**Activity**
Please report each line in the material below that includes "info".

*** Block opens ***

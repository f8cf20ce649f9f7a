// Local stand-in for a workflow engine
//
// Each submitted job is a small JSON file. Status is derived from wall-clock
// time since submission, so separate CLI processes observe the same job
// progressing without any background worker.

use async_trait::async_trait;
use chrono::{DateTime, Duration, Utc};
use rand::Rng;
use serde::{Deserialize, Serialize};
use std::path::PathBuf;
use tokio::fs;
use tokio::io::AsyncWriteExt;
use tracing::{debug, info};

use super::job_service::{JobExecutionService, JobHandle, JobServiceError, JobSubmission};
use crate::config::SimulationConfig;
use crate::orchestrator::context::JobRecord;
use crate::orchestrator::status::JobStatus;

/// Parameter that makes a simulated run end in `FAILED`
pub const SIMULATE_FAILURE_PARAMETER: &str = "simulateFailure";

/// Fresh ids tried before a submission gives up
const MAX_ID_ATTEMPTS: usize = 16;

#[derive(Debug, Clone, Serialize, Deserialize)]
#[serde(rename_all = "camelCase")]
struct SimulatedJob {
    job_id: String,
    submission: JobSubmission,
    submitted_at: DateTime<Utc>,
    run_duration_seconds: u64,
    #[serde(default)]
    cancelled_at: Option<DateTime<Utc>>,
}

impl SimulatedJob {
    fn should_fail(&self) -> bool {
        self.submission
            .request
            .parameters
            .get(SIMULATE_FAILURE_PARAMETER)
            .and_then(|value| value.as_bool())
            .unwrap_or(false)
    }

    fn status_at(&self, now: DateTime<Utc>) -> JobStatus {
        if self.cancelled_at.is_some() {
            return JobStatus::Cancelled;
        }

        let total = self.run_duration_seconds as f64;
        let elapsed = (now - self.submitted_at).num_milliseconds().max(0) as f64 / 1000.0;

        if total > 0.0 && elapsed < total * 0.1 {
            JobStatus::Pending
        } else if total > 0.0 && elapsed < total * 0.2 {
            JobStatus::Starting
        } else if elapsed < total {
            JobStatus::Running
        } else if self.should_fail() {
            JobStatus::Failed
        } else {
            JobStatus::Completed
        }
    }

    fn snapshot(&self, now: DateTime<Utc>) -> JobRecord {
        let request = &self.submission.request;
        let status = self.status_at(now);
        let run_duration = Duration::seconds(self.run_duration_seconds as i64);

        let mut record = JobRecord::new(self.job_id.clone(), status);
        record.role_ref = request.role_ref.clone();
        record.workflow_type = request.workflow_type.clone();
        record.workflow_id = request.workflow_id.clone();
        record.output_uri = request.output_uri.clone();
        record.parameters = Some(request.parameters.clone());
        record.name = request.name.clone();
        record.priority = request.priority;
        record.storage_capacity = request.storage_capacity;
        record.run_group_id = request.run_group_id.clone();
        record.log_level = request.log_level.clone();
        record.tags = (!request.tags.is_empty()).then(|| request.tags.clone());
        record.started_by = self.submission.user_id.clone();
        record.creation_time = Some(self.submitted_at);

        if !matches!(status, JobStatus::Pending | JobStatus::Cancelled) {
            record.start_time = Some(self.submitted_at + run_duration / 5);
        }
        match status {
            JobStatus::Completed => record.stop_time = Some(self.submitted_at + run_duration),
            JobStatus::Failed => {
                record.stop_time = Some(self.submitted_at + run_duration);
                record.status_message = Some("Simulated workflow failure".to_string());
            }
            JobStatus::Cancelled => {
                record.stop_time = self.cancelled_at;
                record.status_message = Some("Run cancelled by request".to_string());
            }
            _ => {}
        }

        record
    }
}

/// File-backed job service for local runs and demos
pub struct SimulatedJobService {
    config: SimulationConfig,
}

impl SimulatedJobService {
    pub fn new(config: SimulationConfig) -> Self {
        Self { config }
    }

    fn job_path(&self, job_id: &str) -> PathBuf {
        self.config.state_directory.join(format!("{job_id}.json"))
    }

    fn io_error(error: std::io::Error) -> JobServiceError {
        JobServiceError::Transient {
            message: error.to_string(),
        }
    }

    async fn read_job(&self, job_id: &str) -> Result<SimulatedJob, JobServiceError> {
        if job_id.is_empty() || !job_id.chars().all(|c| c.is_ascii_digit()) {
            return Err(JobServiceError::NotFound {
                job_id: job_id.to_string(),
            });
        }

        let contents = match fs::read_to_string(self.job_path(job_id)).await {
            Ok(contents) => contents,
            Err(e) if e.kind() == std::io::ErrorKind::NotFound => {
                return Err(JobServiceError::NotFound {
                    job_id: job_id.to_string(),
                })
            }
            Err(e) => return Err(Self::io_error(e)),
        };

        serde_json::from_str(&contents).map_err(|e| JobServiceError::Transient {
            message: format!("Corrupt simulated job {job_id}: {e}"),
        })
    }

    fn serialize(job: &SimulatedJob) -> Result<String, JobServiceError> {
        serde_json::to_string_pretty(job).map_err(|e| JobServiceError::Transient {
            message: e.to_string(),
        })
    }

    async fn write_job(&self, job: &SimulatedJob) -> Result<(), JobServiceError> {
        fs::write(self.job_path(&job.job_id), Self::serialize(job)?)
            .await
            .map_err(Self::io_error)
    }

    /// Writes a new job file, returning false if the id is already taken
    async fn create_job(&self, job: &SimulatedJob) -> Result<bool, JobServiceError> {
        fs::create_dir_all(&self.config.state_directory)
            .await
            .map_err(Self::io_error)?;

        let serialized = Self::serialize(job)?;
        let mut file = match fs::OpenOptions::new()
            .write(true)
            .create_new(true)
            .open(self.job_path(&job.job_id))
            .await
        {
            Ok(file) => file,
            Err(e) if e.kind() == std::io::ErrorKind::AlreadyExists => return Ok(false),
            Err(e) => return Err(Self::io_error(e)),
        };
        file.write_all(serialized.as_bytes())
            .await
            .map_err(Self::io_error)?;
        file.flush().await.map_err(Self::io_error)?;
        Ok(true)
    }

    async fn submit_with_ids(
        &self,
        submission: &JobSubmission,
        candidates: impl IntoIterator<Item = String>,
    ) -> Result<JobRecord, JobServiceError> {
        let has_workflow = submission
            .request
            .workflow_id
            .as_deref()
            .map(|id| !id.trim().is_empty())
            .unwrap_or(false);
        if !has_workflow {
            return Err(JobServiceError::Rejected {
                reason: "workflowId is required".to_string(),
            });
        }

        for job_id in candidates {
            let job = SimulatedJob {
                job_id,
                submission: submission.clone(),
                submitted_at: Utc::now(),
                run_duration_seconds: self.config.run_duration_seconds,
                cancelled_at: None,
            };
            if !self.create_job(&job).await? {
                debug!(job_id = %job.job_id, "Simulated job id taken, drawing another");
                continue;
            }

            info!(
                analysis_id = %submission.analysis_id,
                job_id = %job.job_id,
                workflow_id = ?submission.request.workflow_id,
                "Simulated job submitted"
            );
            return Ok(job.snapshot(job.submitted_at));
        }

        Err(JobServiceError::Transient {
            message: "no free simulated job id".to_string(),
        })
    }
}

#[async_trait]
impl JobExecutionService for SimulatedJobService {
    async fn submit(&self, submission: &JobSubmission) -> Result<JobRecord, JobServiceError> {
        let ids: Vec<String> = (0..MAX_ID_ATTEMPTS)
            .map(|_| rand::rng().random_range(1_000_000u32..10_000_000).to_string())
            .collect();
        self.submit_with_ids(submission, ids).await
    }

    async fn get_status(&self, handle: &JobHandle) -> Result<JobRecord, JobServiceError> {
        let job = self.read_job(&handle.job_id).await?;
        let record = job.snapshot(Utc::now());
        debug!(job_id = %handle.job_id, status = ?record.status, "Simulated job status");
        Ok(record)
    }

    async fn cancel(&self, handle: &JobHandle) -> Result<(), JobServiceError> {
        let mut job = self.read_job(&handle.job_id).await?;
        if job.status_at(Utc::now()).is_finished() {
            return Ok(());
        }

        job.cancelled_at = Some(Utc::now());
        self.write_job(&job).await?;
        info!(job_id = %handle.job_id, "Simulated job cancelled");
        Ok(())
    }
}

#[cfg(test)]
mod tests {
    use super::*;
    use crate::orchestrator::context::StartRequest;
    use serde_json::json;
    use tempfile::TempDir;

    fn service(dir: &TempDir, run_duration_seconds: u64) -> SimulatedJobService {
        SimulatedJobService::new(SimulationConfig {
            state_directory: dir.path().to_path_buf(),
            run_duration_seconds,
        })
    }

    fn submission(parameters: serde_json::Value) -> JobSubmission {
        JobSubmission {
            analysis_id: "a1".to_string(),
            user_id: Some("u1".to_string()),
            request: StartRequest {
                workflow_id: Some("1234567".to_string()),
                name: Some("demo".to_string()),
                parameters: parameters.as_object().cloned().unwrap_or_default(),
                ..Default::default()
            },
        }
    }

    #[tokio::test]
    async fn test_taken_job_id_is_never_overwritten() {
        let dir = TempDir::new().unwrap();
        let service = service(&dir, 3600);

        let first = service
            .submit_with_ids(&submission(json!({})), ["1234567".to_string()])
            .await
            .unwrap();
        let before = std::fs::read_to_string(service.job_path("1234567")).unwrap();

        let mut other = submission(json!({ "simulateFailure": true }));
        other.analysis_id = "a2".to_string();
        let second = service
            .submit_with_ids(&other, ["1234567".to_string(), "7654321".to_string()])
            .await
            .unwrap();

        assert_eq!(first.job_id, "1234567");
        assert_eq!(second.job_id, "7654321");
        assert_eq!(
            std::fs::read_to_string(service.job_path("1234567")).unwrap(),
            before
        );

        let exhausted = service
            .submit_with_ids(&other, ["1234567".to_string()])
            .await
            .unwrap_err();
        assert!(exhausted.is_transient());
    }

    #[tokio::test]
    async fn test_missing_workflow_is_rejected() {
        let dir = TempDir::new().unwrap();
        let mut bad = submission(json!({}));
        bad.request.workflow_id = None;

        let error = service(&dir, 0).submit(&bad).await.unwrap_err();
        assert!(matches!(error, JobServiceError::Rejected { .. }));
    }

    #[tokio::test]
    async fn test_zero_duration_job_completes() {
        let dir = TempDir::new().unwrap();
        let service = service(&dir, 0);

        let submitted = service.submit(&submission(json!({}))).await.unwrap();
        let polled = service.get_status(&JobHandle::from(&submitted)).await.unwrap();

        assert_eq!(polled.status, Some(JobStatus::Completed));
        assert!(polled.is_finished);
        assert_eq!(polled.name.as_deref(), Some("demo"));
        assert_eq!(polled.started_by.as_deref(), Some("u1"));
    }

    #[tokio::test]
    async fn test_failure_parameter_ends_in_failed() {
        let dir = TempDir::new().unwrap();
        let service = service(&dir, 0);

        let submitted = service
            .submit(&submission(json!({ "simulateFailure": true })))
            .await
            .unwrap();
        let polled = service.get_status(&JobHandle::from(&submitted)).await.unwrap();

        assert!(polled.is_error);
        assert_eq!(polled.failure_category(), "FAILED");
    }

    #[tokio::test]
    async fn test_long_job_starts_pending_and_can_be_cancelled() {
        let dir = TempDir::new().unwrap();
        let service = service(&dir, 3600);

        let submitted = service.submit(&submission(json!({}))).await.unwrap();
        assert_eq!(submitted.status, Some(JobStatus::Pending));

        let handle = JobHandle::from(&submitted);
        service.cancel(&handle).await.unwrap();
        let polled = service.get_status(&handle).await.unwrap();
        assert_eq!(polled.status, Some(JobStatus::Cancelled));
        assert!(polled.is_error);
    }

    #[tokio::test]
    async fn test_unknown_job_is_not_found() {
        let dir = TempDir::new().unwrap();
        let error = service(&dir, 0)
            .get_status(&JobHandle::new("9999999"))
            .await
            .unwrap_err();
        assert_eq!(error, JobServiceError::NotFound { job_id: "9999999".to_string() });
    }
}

*** Block closes ***
*** Block opens ***

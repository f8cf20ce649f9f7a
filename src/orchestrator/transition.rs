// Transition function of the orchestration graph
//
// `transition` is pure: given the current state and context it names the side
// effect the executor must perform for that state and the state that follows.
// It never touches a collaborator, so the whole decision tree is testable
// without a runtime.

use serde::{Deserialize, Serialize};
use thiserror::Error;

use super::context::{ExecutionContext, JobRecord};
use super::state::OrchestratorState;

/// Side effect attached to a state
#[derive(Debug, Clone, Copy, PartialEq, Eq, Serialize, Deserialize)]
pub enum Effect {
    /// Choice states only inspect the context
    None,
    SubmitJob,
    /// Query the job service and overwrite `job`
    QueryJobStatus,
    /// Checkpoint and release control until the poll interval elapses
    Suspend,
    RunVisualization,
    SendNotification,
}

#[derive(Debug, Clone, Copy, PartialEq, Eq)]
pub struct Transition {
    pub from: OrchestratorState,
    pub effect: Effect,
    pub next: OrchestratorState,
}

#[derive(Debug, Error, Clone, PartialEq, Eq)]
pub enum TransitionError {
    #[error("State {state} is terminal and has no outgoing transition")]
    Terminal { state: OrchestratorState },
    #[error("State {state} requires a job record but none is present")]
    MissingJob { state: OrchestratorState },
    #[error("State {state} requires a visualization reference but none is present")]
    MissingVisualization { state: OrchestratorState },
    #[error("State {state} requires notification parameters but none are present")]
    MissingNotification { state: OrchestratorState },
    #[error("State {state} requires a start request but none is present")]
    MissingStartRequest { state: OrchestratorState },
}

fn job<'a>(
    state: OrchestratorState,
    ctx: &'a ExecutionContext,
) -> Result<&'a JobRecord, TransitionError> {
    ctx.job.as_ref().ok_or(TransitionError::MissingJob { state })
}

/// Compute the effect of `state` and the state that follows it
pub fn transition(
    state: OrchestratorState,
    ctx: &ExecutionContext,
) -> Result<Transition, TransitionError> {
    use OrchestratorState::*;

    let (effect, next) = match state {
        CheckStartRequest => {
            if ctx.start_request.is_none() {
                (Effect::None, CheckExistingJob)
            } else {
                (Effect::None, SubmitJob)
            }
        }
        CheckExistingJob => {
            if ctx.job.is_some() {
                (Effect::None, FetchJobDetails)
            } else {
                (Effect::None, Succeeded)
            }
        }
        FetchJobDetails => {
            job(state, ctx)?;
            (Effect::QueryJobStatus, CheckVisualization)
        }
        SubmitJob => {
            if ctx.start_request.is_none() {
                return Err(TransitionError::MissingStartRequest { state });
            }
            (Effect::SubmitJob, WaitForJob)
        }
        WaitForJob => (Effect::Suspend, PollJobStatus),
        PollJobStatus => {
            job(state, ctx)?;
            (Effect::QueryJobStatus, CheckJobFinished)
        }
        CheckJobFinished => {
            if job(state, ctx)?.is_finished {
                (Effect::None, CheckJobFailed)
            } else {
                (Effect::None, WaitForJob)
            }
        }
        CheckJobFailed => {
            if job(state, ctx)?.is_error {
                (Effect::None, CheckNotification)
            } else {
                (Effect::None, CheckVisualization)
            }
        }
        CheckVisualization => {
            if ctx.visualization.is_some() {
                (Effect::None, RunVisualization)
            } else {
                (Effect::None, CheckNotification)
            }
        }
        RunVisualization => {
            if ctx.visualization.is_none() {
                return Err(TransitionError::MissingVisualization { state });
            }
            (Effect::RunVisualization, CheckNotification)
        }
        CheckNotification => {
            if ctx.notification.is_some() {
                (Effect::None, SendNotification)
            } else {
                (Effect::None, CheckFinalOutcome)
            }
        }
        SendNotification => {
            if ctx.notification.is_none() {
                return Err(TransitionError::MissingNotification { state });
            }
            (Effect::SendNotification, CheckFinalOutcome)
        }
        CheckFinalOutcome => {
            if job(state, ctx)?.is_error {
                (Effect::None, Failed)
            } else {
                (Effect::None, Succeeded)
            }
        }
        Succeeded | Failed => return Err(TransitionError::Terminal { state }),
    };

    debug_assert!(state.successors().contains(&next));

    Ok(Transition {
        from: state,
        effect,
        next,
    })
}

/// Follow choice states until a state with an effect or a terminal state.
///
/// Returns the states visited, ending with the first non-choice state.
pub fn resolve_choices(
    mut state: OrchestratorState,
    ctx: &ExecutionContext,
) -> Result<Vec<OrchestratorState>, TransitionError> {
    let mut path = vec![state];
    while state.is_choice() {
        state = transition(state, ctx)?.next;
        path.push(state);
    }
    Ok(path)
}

*** Block closes ***

**Written response**
use tracing::{debug, info};
            info!(
        info!(job_id = %handle.job_id, "Simulated job cancelled");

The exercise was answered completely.